◆ EXERCISE
Repeat the lines of the data exactly, from the first one through the one that contains "the WHATWG URL".

(Collection entries)
- Opening Delimiter -
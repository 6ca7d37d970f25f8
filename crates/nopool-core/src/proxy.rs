//! Proxy specification parsing.
//!
//! A proxy is given as a single URL string of the form
//! `scheme://[user:pass@]host:port`. Parsing goes through the WHATWG URL
//! parser so IPv6 hosts and passwords containing `@` or `:` are handled;
//! credentials are percent-decoded.

use std::borrow::Cow;
use std::fmt;
use std::str::FromStr;

use percent_encoding::percent_decode_str;
use url::Url;

use crate::error::{TransportError, TransportResult};

/// Basic-auth credentials for a proxy.
#[derive(Clone, PartialEq, Eq)]
pub struct ProxyCredentials {
    /// Proxy user name.
    pub username: String,
    /// Proxy password (empty when the URL carried only a user name).
    pub password: String,
}

impl fmt::Debug for ProxyCredentials {
    fn fmt(&self, f: &mut fmt::Formatter<'_>) -> fmt::Result {
        f.debug_struct("ProxyCredentials")
            .field("username", &self.username)
            .field("password", &"<redacted>")
            .finish()
    }
}

/// A parsed proxy: scheme, host, port and optional credentials.
#[derive(Debug, Clone, PartialEq, Eq)]
pub struct ProxySpec {
    scheme: String,
    host: String,
    port: Option<u16>,
    credentials: Option<ProxyCredentials>,
}

impl ProxySpec {
    /// Parses a proxy URL string.
    ///
    /// Input without a `scheme://` prefix is treated as `http://`. When the
    /// URL carries credentials the proxy is rebuilt as `http://host:port`,
    /// whatever scheme was given.
    pub fn parse(raw: &str) -> TransportResult<Self> {
        let trimmed = raw.trim();
        if trimmed.is_empty() {
            return Err(invalid(trimmed, "empty proxy URL"));
        }

        let normalized: Cow<'_, str> = if trimmed.contains("://") {
            Cow::Borrowed(trimmed)
        } else {
            Cow::Owned(format!("http://{trimmed}"))
        };

        let url = Url::parse(&normalized).map_err(|e| invalid(trimmed, e.to_string()))?;
        let host = url
            .host_str()
            .filter(|h| !h.is_empty())
            .ok_or_else(|| invalid(trimmed, "missing host"))?;

        let credentials = if url.username().is_empty() && url.password().is_none() {
            None
        } else {
            Some(ProxyCredentials {
                username: decode(url.username()),
                password: url.password().map(decode).unwrap_or_default(),
            })
        };

        // A credentialed proxy is always spoken to over plain HTTP.
        let (scheme, port) = if credentials.is_some() {
            ("http", Some(url.port().unwrap_or(80)))
        } else {
            (url.scheme(), url.port_or_known_default())
        };

        Ok(Self {
            scheme: scheme.to_string(),
            host: host.to_string(),
            port,
            credentials,
        })
    }

    /// Proxy URL without credentials, e.g. `http://proxy.local:3128`.
    pub fn url(&self) -> String {
        match self.port {
            Some(port) => format!("{}://{}:{}", self.scheme, self.host, port),
            None => format!("{}://{}", self.scheme, self.host),
        }
    }

    /// URL scheme (`http`, `https`, ...).
    pub fn scheme(&self) -> &str {
        &self.scheme
    }

    /// Host name or bracketed IPv6 literal.
    pub fn host(&self) -> &str {
        &self.host
    }

    /// Explicit port, or the scheme's default port.
    pub fn port(&self) -> Option<u16> {
        self.port
    }

    /// Basic-auth credentials, if the URL carried any.
    pub fn credentials(&self) -> Option<&ProxyCredentials> {
        self.credentials.as_ref()
    }
}

impl FromStr for ProxySpec {
    type Err = TransportError;

    fn from_str(s: &str) -> Result<Self, Self::Err> {
        Self::parse(s)
    }
}

impl fmt::Display for ProxySpec {
    fn fmt(&self, f: &mut fmt::Formatter<'_>) -> fmt::Result {
        f.write_str(&self.url())
    }
}

fn decode(part: &str) -> String {
    percent_decode_str(part).decode_utf8_lossy().into_owned()
}

fn invalid(raw: &str, reason: impl Into<String>) -> TransportError {
    TransportError::InvalidProxy {
        proxy: strip_userinfo(raw).to_string(),
        reason: reason.into(),
    }
}

/// Drops everything up to the last `@` so credentials never reach logs.
fn strip_userinfo(raw: &str) -> &str {
    match raw.rfind('@') {
        Some(idx) => &raw[idx + 1..],
        None => raw,
    }
}
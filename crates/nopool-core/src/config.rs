//! Configuration types for the transport.

use std::fmt;

use serde::{Deserialize, Serialize};

use crate::error::TransportResult;
use crate::proxy::ProxySpec;
use crate::timeouts::TimeoutBudget;

// =============================================================================
// Pool Strategy
// =============================================================================

/// How the transport guarantees one connection per request.
#[derive(Debug, Clone, Copy, PartialEq, Eq, Default, Serialize, Deserialize)]
#[serde(rename_all = "kebab-case")]
pub enum PoolStrategy {
    /// Build a new client (and connector) for every request and drop it
    /// afterwards.
    #[default]
    FreshClient,
    /// Keep one client whose idle pool is zero; every request still closes
    /// its socket.
    SharedNoIdle,
}

impl PoolStrategy {
    /// Configuration name of the strategy.
    pub fn as_str(&self) -> &'static str {
        match self {
            Self::FreshClient => "fresh-client",
            Self::SharedNoIdle => "shared-no-idle",
        }
    }
}

impl fmt::Display for PoolStrategy {
    fn fmt(&self, f: &mut fmt::Formatter<'_>) -> fmt::Result {
        f.write_str(self.as_str())
    }
}

// =============================================================================
// Transport Config
// =============================================================================

/// Configuration for a no-pool transport.
#[derive(Debug, Clone)]
pub struct TransportConfig {
    /// Timeout budget applied to every request.
    pub timeouts: TimeoutBudget,
    /// Proxy used when a request does not carry its own.
    pub proxy: Option<ProxySpec>,
    /// Pooling strategy.
    pub strategy: PoolStrategy,
    /// Maximum number of concurrent requests (None = unbounded).
    pub max_in_flight: Option<usize>,
    /// Skip TLS certificate verification.
    pub accept_invalid_certs: bool,
    /// Honor system proxy variables when no proxy is configured.
    pub trust_env: bool,
    /// `User-Agent` header value.
    pub user_agent: String,
}

impl Default for TransportConfig {
    fn default() -> Self {
        Self {
            timeouts: TimeoutBudget::default(),
            proxy: None,
            strategy: PoolStrategy::default(),
            max_in_flight: None,
            accept_invalid_certs: false,
            trust_env: false,
            user_agent: concat!("nopool/", env!("CARGO_PKG_VERSION")).to_string(),
        }
    }
}

impl TransportConfig {
    /// Creates a config with defaults.
    pub fn new() -> Self {
        Self::default()
    }

    /// Sets the timeout budget.
    pub fn with_timeouts(mut self, timeouts: TimeoutBudget) -> Self {
        self.timeouts = timeouts;
        self
    }

    /// Sets the proxy.
    pub fn with_proxy(mut self, proxy: ProxySpec) -> Self {
        self.proxy = Some(proxy);
        self
    }

    /// Parses and sets the proxy from a URL string.
    pub fn with_proxy_url(mut self, proxy_url: &str) -> TransportResult<Self> {
        self.proxy = Some(ProxySpec::parse(proxy_url)?);
        Ok(self)
    }

    /// Sets the pooling strategy.
    pub fn with_strategy(mut self, strategy: PoolStrategy) -> Self {
        self.strategy = strategy;
        self
    }

    /// Caps the number of concurrent requests.
    pub fn with_max_in_flight(mut self, max: usize) -> Self {
        self.max_in_flight = Some(max);
        self
    }

    /// Disables TLS certificate verification.
    ///
    /// Only for environments with an intercepting proxy whose certificate
    /// cannot be installed.
    pub fn danger_accept_invalid_certs(mut self, accept: bool) -> Self {
        self.accept_invalid_certs = accept;
        self
    }

    /// Honors `HTTP_PROXY`/`HTTPS_PROXY` when no proxy is configured.
    pub fn with_trust_env(mut self, trust: bool) -> Self {
        self.trust_env = trust;
        self
    }

    /// Sets the `User-Agent`.
    pub fn with_user_agent(mut self, user_agent: impl Into<String>) -> Self {
        self.user_agent = user_agent.into();
        self
    }
}
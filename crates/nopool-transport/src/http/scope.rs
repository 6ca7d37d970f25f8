//! Per-request connection scope and instance statistics.

use std::sync::Arc;
use std::sync::atomic::{AtomicU64, AtomicUsize, Ordering};
use std::time::{Duration, Instant};

use reqwest::Client;
use tokio::sync::OwnedSemaphorePermit;
use tracing::trace;

/// Snapshot of a transport's request counters.
#[derive(Debug, Clone, Copy, Default, PartialEq, Eq)]
pub struct TransportStats {
    /// Requests that acquired a connection scope.
    pub started: u64,
    /// Requests that returned a response.
    pub succeeded: u64,
    /// Requests that returned an error.
    pub failed: u64,
    /// Scopes currently alive.
    pub in_flight: usize,
}

#[derive(Debug, Default)]
pub(crate) struct StatsCounters {
    started: AtomicU64,
    succeeded: AtomicU64,
    failed: AtomicU64,
    in_flight: AtomicUsize,
}

impl StatsCounters {
    pub(crate) fn snapshot(&self) -> TransportStats {
        TransportStats {
            started: self.started.load(Ordering::Relaxed),
            succeeded: self.succeeded.load(Ordering::Relaxed),
            failed: self.failed.load(Ordering::Relaxed),
            in_flight: self.in_flight.load(Ordering::SeqCst),
        }
    }

    pub(crate) fn record<T, E>(&self, result: &Result<T, E>) {
        let counter = if result.is_ok() {
            &self.succeeded
        } else {
            &self.failed
        };
        counter.fetch_add(1, Ordering::Relaxed);
    }
}

/// Owns everything one request holds: its client, its concurrency permit
/// and its slot in the in-flight gauge.
///
/// Dropping the scope releases all of them, whichever way the request
/// ended (response, error, timeout or a dropped future).
pub(crate) struct ConnectionScope {
    client: Client,
    total_timeout: Duration,
    stats: Arc<StatsCounters>,
    opened_at: Instant,
    _permit: Option<OwnedSemaphorePermit>,
}

impl ConnectionScope {
    pub(crate) fn open(
        client: Client,
        total_timeout: Duration,
        permit: Option<OwnedSemaphorePermit>,
        stats: Arc<StatsCounters>,
    ) -> Self {
        stats.started.fetch_add(1, Ordering::Relaxed);
        stats.in_flight.fetch_add(1, Ordering::SeqCst);
        Self {
            client,
            total_timeout,
            stats,
            opened_at: Instant::now(),
            _permit: permit,
        }
    }

    pub(crate) fn client(&self) -> &Client {
        &self.client
    }

    pub(crate) fn total_timeout(&self) -> Duration {
        self.total_timeout
    }

    pub(crate) fn elapsed(&self) -> Duration {
        self.opened_at.elapsed()
    }
}

impl Drop for ConnectionScope {
    fn drop(&mut self) {
        self.stats.in_flight.fetch_sub(1, Ordering::SeqCst);
        trace!(
            elapsed_ms = self.opened_at.elapsed().as_millis() as u64,
            "Connection scope released"
        );
    }
}
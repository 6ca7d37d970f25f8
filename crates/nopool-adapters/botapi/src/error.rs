//! Adapter error types.

use nopool_core::TransportError;
use thiserror::Error;

/// Errors surfaced to the bot-API client.
#[derive(Debug, Error)]
pub enum AdapterError {
    /// The transport failed (timeout, status, connection).
    #[error("HTTP request failed: {0}")]
    Request(#[from] TransportError),

    /// The adapter was shut down before the call.
    #[error("request adapter has been shut down")]
    Closed,

    /// Only POST is accepted by `do_request`.
    #[error("Only POST method is supported, got {0}")]
    UnsupportedMethod(String),

    /// A response did not have the expected shape.
    #[error("serialization error: {0}")]
    Serialization(#[from] serde_json::Error),

    /// The bot API answered with `ok: false`.
    #[error("Bot API error {code}: {description}")]
    Api {
        /// `error_code` from the envelope (0 if absent).
        code: i64,
        /// `description` from the envelope.
        description: String,
        /// Seconds to wait before retrying, for flood-control errors.
        retry_after: Option<u64>,
    },

    /// Local file I/O during a download.
    #[error("I/O error: {0}")]
    Io(#[from] std::io::Error),
}

impl AdapterError {
    /// Returns `true` if repeating the call can never succeed.
    pub fn is_fatal(&self) -> bool {
        matches!(
            self,
            Self::Closed | Self::UnsupportedMethod(_) | Self::Request(TransportError::Closed)
        )
    }

    /// Returns `true` if the underlying transport timed out.
    pub fn is_timeout(&self) -> bool {
        matches!(self, Self::Request(e) if e.is_timeout())
    }
}

/// Result type for adapter operations.
pub type AdapterResult<T> = Result<T, AdapterError>;
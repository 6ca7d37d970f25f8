//! HTTP transport with one connection per request.

mod client;
mod scope;

pub use client::{DOWNLOAD_CHUNK_SIZE, NoPoolTransport};
pub use scope::TransportStats;
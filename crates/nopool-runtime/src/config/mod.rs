//! Configuration module for the nopool runtime.
//!
//! Loads layered configuration with figment and validates it before the
//! transport is built.

pub mod error;
pub mod loader;
pub mod schema;
pub mod validation;

pub use error::{ConfigError, ConfigResult};
pub use loader::{ConfigLoader, Profile, load_config, load_config_from_file};
pub use schema::{
    BotConfig, LogFormat, LogOutput, LogRotation, LoggingConfig, NoPoolConfig, SpanEventConfig,
    TransportConfig,
};
pub use validation::validate_config;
- Closing Delimiter -
◆ WRITTEN SOLUTION
repository 6ca7d37d970f25f8
filename crates/nopool-core/src/proxy.rs
//! Proxy specification parsing.
//!
//! A proxy is given as a single URL string of the form
//! `scheme://[user:pass@]host:port`. Parsing goes through the WHATWG URL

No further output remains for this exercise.